In accordance with a process according to the present invention, in the base portion 23 of the mould 22 a first elastomeric charge 26 is introduced, positioning it as shown in figure 11 near a first circumferential wall 27 of the moulding cavity 25, intended to form the terminal portion 7 of the sealing gasket 1 with the respective sealing edge or edges 8a, 8b. Subsequently, in the base portion 23 of the mould 22 the elastic reinforcement annular lamina 14 is engaged, with its distal part 17 leaning on the first elastomeric charge 26 as shown in figure 12. Upon engagement, the first elastomeric charge 26 is interposed between the circumferential wall of the moulding cavity 25 and the distal portion 17 of the annular lamina 14.

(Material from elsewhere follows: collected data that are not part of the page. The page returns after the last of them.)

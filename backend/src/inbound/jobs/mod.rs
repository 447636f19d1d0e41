//! Background jobs driven by timers and the refresh queue.
//!
//! ```text
//! every refresh interval  -> refresh_stale() then backfill_missing()
//! every dispatch interval -> dispatch_due()
//! refresh queue           -> refresh_city(city_id), one at a time
//! ```
//!
//! Each run executes under a fresh [`TraceId`](crate::TraceId) so its log
//! lines and errors correlate the same way a request does.

mod periodic;
mod refresh_worker;
mod tasks;

pub use periodic::{JobHandle, PeriodicJob, spawn_periodic};
pub use refresh_worker::spawn_refresh_worker;
pub use tasks::{DispatchJob, RefreshJob};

A second elastomeric charge 28 is then introduced in the moulding cavity 25, possibly in combination with fibres or other reinforcement elements of a textile or metal nature. As can be seen in figure 13, upon insertion the second elastomeric charge 28, intended to form the anchoring portion 5, is at least partially interposed between the proximal part 15 of the annular lamina 14 and a second circumferential wall 29 of the moulding cavity 25, radially opposite with respect to the first circumferential wall 27. After the insertion of the annular lamina 14 (before, after or simultaneously with the introduction of the second elastomeric charge 28) a third elastomeric charge 30 can be inserted substantially resting against the intermediate part 16 of the annular lamina itself, to form the connecting portion 9 of the sealing gasket 1.

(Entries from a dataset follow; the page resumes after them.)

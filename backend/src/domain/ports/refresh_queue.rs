//! Port for handing city refreshes to a background worker.
use async_trait::async_trait;

use crate::domain::CityId;

use super::define_port_error;

define_port_error! {
    /// Errors surfaced by the refresh queue adapter.
    pub enum RefreshQueueError {
        /// Worker side of the queue has shut down.
        Closed => "weather refresh queue is closed",
    }
}

#[cfg_attr(test, mockall::automock)]
#[async_trait]
pub trait RefreshQueue: Send + Sync {
    /// Schedule a refresh of `city_id`; returns once the job is accepted.
    async fn enqueue(&self, city_id: CityId) -> Result<(), RefreshQueueError>;
}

The closure of the mould 22 is then determined by approaching the closing portion 24 to the base portion 23. In this step the elastomeric charges 26, 28, 30 are pressed in the moulding cavity 25, mutually joined and shaped according to the shape of the moulding cavity 25 itself. More in particular, with the closure of the mould 22, the third elastomeric charge 30 joins the second elastomeric charge 28 at the proximal connecting section 18 facing the closing portion 24. At the same time, the material forming the third elastomeric charge 30 joins the first charge 26 through the radial notches 20, 21 present in the distal connecting section 19, facing the base portion 23.

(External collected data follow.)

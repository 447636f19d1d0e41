//! Application settings loaded via OrthoConfig.
//!
//! Every field can be set from the command line, a configuration file or a
//! `WEATHER_REMINDER_*` environment variable. Raw values are kept as plain
//! strings and numbers; the accessors below validate them and apply
//! defaults, so a bad value fails startup with the offending key named.

use std::net::SocketAddr;
use std::time::Duration;

use chrono::TimeDelta;
use ortho_config::OrthoConfig;
use serde::Deserialize;
use url::Url;
use zeroize::Zeroizing;

use crate::domain::{DueSelection, FreshnessPolicy};
use crate::outbound::mail::{SmtpSecurity, SmtpSettings};
use crate::outbound::nominatim::NOMINATIM_DEFAULT_ENDPOINT;
use crate::outbound::openweather::OPENWEATHER_DEFAULT_ENDPOINT;
use crate::outbound::persistence::PoolConfig;

const DEFAULT_BIND_ADDR: &str = "0.0.0.0:8080";
const DEFAULT_USER_AGENT: &str = concat!("weather-reminder/", env!("CARGO_PKG_VERSION"));

/// A setting that is missing or cannot be used.
#[derive(Debug, Clone, PartialEq, Eq, thiserror::Error)]
pub enum SettingsError {
    #[error("missing required setting: {key}")]
    Missing { key: &'static str },
    #[error("invalid value for {key}: {message}")]
    Invalid { key: &'static str, message: String },
}

impl SettingsError {
    fn invalid(key: &'static str, message: impl ToString) -> Self {
        Self::Invalid {
            key,
            message: message.to_string(),
        }
    }
}

/// Runtime configuration for the server and its background jobs.
#[derive(Debug, Clone, Deserialize, OrthoConfig)]
#[ortho_config(prefix = "WEATHER_REMINDER")]
pub struct AppSettings {
    /// Socket address the HTTP server binds to.
    pub bind_addr: Option<String>,
    /// PostgreSQL connection URL.
    pub database_url: Option<String>,
    #[ortho_config(default = 10)]
    pub db_pool_size: u32,
    /// OpenWeatherMap API key.
    pub openweather_api_key: Option<String>,
    pub openweather_endpoint: Option<String>,
    pub nominatim_endpoint: Option<String>,
    /// Nominatim requires an identifying user agent.
    pub geocoder_user_agent: Option<String>,
    /// Timeout applied to every outbound HTTP request.
    #[ortho_config(default = 10)]
    pub http_timeout_secs: u64,
    pub smtp_host: Option<String>,
    pub smtp_port: Option<u16>,
    /// `tls` (default), `starttls` or `plain`.
    pub smtp_security: Option<String>,
    pub smtp_username: Option<String>,
    pub smtp_password: Option<String>,
    /// Sender address; defaults to the SMTP username.
    pub mail_from: Option<String>,
    #[ortho_config(default = 300)]
    pub refresh_interval_secs: u64,
    #[ortho_config(default = 60)]
    pub dispatch_interval_secs: u64,
    /// Cache rows at least this old are queued for refresh.
    #[ortho_config(default = 55)]
    pub refresh_after_mins: i64,
    /// `current_hour` (default) or `hour_of_day`.
    pub due_selection: Option<String>,
}

fn required<'a>(value: Option<&'a String>, key: &'static str) -> Result<&'a str, SettingsError> {
    value
        .map(String::as_str)
        .filter(|v| !v.trim().is_empty())
        .ok_or(SettingsError::Missing { key })
}

fn endpoint(value: Option<&String>, default: &str, key: &'static str) -> Result<Url, SettingsError> {
    let raw = value.map_or(default, String::as_str);
    Url::parse(raw).map_err(|err| SettingsError::invalid(key, err))
}

fn interval(secs: u64, key: &'static str) -> Result<Duration, SettingsError> {
    if secs == 0 {
        return Err(SettingsError::invalid(key, "must be at least one second"));
    }
    Ok(Duration::from_secs(secs))
}

impl AppSettings {
    pub fn bind_addr(&self) -> Result<SocketAddr, SettingsError> {
        self.bind_addr
            .as_deref()
            .unwrap_or(DEFAULT_BIND_ADDR)
            .parse()
            .map_err(|err| SettingsError::invalid("bind_addr", err))
    }

    pub fn database_url(&self) -> Result<&str, SettingsError> {
        required(self.database_url.as_ref(), "database_url")
    }

    pub fn pool_config(&self) -> Result<PoolConfig, SettingsError> {
        if self.db_pool_size == 0 {
            return Err(SettingsError::invalid("db_pool_size", "must be positive"));
        }
        Ok(PoolConfig::new(self.database_url()?).with_max_size(self.db_pool_size))
    }

    pub fn http_timeout(&self) -> Duration {
        Duration::from_secs(self.http_timeout_secs.max(1))
    }

    pub fn openweather_api_key(&self) -> Result<&str, SettingsError> {
        required(self.openweather_api_key.as_ref(), "openweather_api_key")
    }

    pub fn openweather_endpoint(&self) -> Result<Url, SettingsError> {
        endpoint(
            self.openweather_endpoint.as_ref(),
            OPENWEATHER_DEFAULT_ENDPOINT,
            "openweather_endpoint",
        )
    }

    pub fn nominatim_endpoint(&self) -> Result<Url, SettingsError> {
        endpoint(
            self.nominatim_endpoint.as_ref(),
            NOMINATIM_DEFAULT_ENDPOINT,
            "nominatim_endpoint",
        )
    }

    pub fn geocoder_user_agent(&self) -> &str {
        self.geocoder_user_agent
            .as_deref()
            .unwrap_or(DEFAULT_USER_AGENT)
    }

    /// SMTP relay parameters; the port follows the security mode unless set.
    pub fn smtp_settings(&self) -> Result<SmtpSettings, SettingsError> {
        let host = required(self.smtp_host.as_ref(), "smtp_host")?.to_owned();
        let security = match self.smtp_security.as_deref() {
            Some(raw) => raw
                .parse::<SmtpSecurity>()
                .map_err(|err| SettingsError::invalid("smtp_security", err))?,
            None => SmtpSecurity::default(),
        };
        let from = self
            .mail_from
            .as_ref()
            .or(self.smtp_username.as_ref())
            .cloned()
            .ok_or(SettingsError::Missing { key: "mail_from" })?;

        Ok(SmtpSettings {
            host,
            port: self.smtp_port.unwrap_or_else(|| security.default_port()),
            security,
            username: self.smtp_username.clone(),
            password: self.smtp_password.clone().map(Zeroizing::new),
            from,
            timeout: self.http_timeout(),
        })
    }

    pub fn refresh_interval(&self) -> Result<Duration, SettingsError> {
        interval(self.refresh_interval_secs, "refresh_interval_secs")
    }

    pub fn dispatch_interval(&self) -> Result<Duration, SettingsError> {
        interval(self.dispatch_interval_secs, "dispatch_interval_secs")
    }

    /// One hour read TTL with the configured background refresh threshold.
    pub fn freshness_policy(&self) -> Result<FreshnessPolicy, SettingsError> {
        if !(1..=60).contains(&self.refresh_after_mins) {
            return Err(SettingsError::invalid(
                "refresh_after_mins",
                "must be between 1 and 60",
            ));
        }
        Ok(FreshnessPolicy::new(
            TimeDelta::hours(1),
            TimeDelta::minutes(self.refresh_after_mins),
        ))
    }

    pub fn due_selection(&self) -> Result<DueSelection, SettingsError> {
        self.due_selection
            .as_deref()
            .map_or(Ok(DueSelection::default()), str::parse)
            .map_err(|err| SettingsError::invalid("due_selection", err))
    }
}

#[cfg(test)]
mod tests {
    use super::*;
    use std::ffi::OsString;

    use env_lock::lock_env;
    use rstest::rstest;

    const KEYS: [&str; 13] = [
        "WEATHER_REMINDER_BIND_ADDR",
        "WEATHER_REMINDER_DATABASE_URL",
        "WEATHER_REMINDER_DB_POOL_SIZE",
        "WEATHER_REMINDER_OPENWEATHER_API_KEY",
        "WEATHER_REMINDER_OPENWEATHER_ENDPOINT",
        "WEATHER_REMINDER_SMTP_HOST",
        "WEATHER_REMINDER_SMTP_PORT",
        "WEATHER_REMINDER_SMTP_SECURITY",
        "WEATHER_REMINDER_SMTP_USERNAME",
        "WEATHER_REMINDER_MAIL_FROM",
        "WEATHER_REMINDER_REFRESH_INTERVAL_SECS",
        "WEATHER_REMINDER_REFRESH_AFTER_MINS",
        "WEATHER_REMINDER_DUE_SELECTION",
    ];

    fn load_with(overrides: &[(&str, &str)]) -> AppSettings {
        let vars = KEYS.map(|key| {
            let value = overrides
                .iter()
                .find(|(name, _)| *name == key)
                .map(|(_, value)| (*value).to_owned());
            (key, value)
        });
        let _guard = lock_env(vars);
        AppSettings::load_from_iter([OsString::from("weather-reminder")])
            .expect("settings should load")
    }

    #[rstest]
    fn defaults_apply_when_unset() {
        let settings = load_with(&[]);

        assert_eq!(
            settings.bind_addr().expect("default bind"),
            "0.0.0.0:8080".parse::<SocketAddr>().expect("addr")
        );
        assert_eq!(settings.db_pool_size, 10);
        assert_eq!(settings.refresh_interval().expect("interval"), Duration::from_secs(300));
        assert_eq!(settings.dispatch_interval().expect("interval"), Duration::from_secs(60));
        assert_eq!(settings.due_selection().expect("selection"), DueSelection::CurrentHour);
        assert_eq!(
            settings.openweather_endpoint().expect("endpoint").as_str(),
            OPENWEATHER_DEFAULT_ENDPOINT
        );
        assert_eq!(settings.freshness_policy().expect("policy"), FreshnessPolicy::default());
        assert!(settings.geocoder_user_agent().starts_with("weather-reminder/"));
    }

    #[rstest]
    fn required_values_are_reported_by_name() {
        let settings = load_with(&[]);

        assert_eq!(
            settings.database_url(),
            Err(SettingsError::Missing { key: "database_url" })
        );
        assert_eq!(
            settings.openweather_api_key(),
            Err(SettingsError::Missing {
                key: "openweather_api_key"
            })
        );
        assert!(matches!(
            settings.smtp_settings(),
            Err(SettingsError::Missing { key: "smtp_host" })
        ));
    }

    #[rstest]
    fn environment_overrides_are_respected() {
        let settings = load_with(&[
            ("WEATHER_REMINDER_DATABASE_URL", "postgres://db/weather"),
            ("WEATHER_REMINDER_DB_POOL_SIZE", "4"),
            ("WEATHER_REMINDER_OPENWEATHER_API_KEY", "secret"),
            ("WEATHER_REMINDER_DUE_SELECTION", "hour_of_day"),
            ("WEATHER_REMINDER_REFRESH_AFTER_MINS", "30"),
        ]);

        assert_eq!(settings.database_url(), Ok("postgres://db/weather"));
        assert_eq!(settings.db_pool_size, 4);
        assert_eq!(settings.openweather_api_key(), Ok("secret"));
        assert_eq!(settings.due_selection(), Ok(DueSelection::HourOfDay));
        assert_eq!(
            settings.freshness_policy().expect("policy"),
            FreshnessPolicy::new(TimeDelta::hours(1), TimeDelta::minutes(30))
        );
    }

    #[rstest]
    fn smtp_defaults_to_implicit_tls_and_username_as_sender() {
        let settings = load_with(&[
            ("WEATHER_REMINDER_SMTP_HOST", "smtp.example.com"),
            ("WEATHER_REMINDER_SMTP_USERNAME", "reminder@example.com"),
        ]);
        let smtp = settings.smtp_settings().expect("smtp settings");

        assert_eq!(smtp.security, SmtpSecurity::Tls);
        assert_eq!(smtp.port, 465);
        assert_eq!(smtp.from, "reminder@example.com");
    }

    #[rstest]
    fn explicit_smtp_port_and_mode_win() {
        let settings = load_with(&[
            ("WEATHER_REMINDER_SMTP_HOST", "localhost"),
            ("WEATHER_REMINDER_SMTP_SECURITY", "plain"),
            ("WEATHER_REMINDER_SMTP_PORT", "1025"),
            ("WEATHER_REMINDER_MAIL_FROM", "noreply@example.com"),
        ]);
        let smtp = settings.smtp_settings().expect("smtp settings");

        assert_eq!(smtp.security, SmtpSecurity::Plain);
        assert_eq!(smtp.port, 1025);
        assert!(smtp.username.is_none());
    }

    #[rstest]
    #[case("WEATHER_REMINDER_BIND_ADDR", "not-an-address", "bind_addr")]
    #[case("WEATHER_REMINDER_OPENWEATHER_ENDPOINT", "::nope", "openweather_endpoint")]
    #[case("WEATHER_REMINDER_REFRESH_INTERVAL_SECS", "0", "refresh_interval_secs")]
    #[case("WEATHER_REMINDER_REFRESH_AFTER_MINS", "90", "refresh_after_mins")]
    #[case("WEATHER_REMINDER_DUE_SELECTION", "sometimes", "due_selection")]
    fn invalid_values_name_their_key(
        #[case] var: &str,
        #[case] value: &str,
        #[case] key: &'static str,
    ) {
        let settings = load_with(&[(var, value)]);
        let err = match key {
            "bind_addr" => settings.bind_addr().map(|_| ()),
            "openweather_endpoint" => settings.openweather_endpoint().map(|_| ()),
            "refresh_interval_secs" => settings.refresh_interval().map(|_| ()),
            "refresh_after_mins" => settings.freshness_policy().map(|_| ()),
            _ => settings.due_selection().map(|_| ()),
        }
        .expect_err("invalid value rejected");
        assert!(matches!(err, SettingsError::Invalid { key: k, .. } if k == key));
    }
}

The elastomeric charges 26, 28, 30 initially introduced in the raw state inside the mould 22 and pressed following the closure of the latter, are subjected to a vulcanization treatment by administering a predetermined amount of heat, for a predetermined time and at a predetermined temperature, in order to determine a molecular crosslinking with consequent geometric and structural stabilization of the sealing gasket 1.

In the closing portion 24 of the mould 22, one or more circumferential projections and/or recesses 31 can be conveniently arranged which are suitable to define, inside the moulding cavity 25 and consequently on the sealing gasket 1 , at least one constraining undercut 32 (figure 2) oriented transversely to the mutual movement direction of the base 23 and closing 24 portions of the mould 22 to constrain the closing portion 24 to the sealing gasket 1 formed following the pressing operation. The use of these circumferential projections and/or recesses 31 and the undercuts 32 formed therefrom on the sealing gasket 1 can also be conveniently included regardless of the features of the gasket described above.

The presence of the constraining undercuts 32, placed, for example, in the junction area between the connecting portion 9 and the anchoring portion 5 and/or at one end of the terminal portion 7, causes the vulcanized gasket 1 to remain engaged at the closing portion 24 during the subsequent removal of the latter from the base portion 23 upon completion of vulcanization, so as to facilitate the extraction of the sealing gasket 1 from the moulding cavity 25.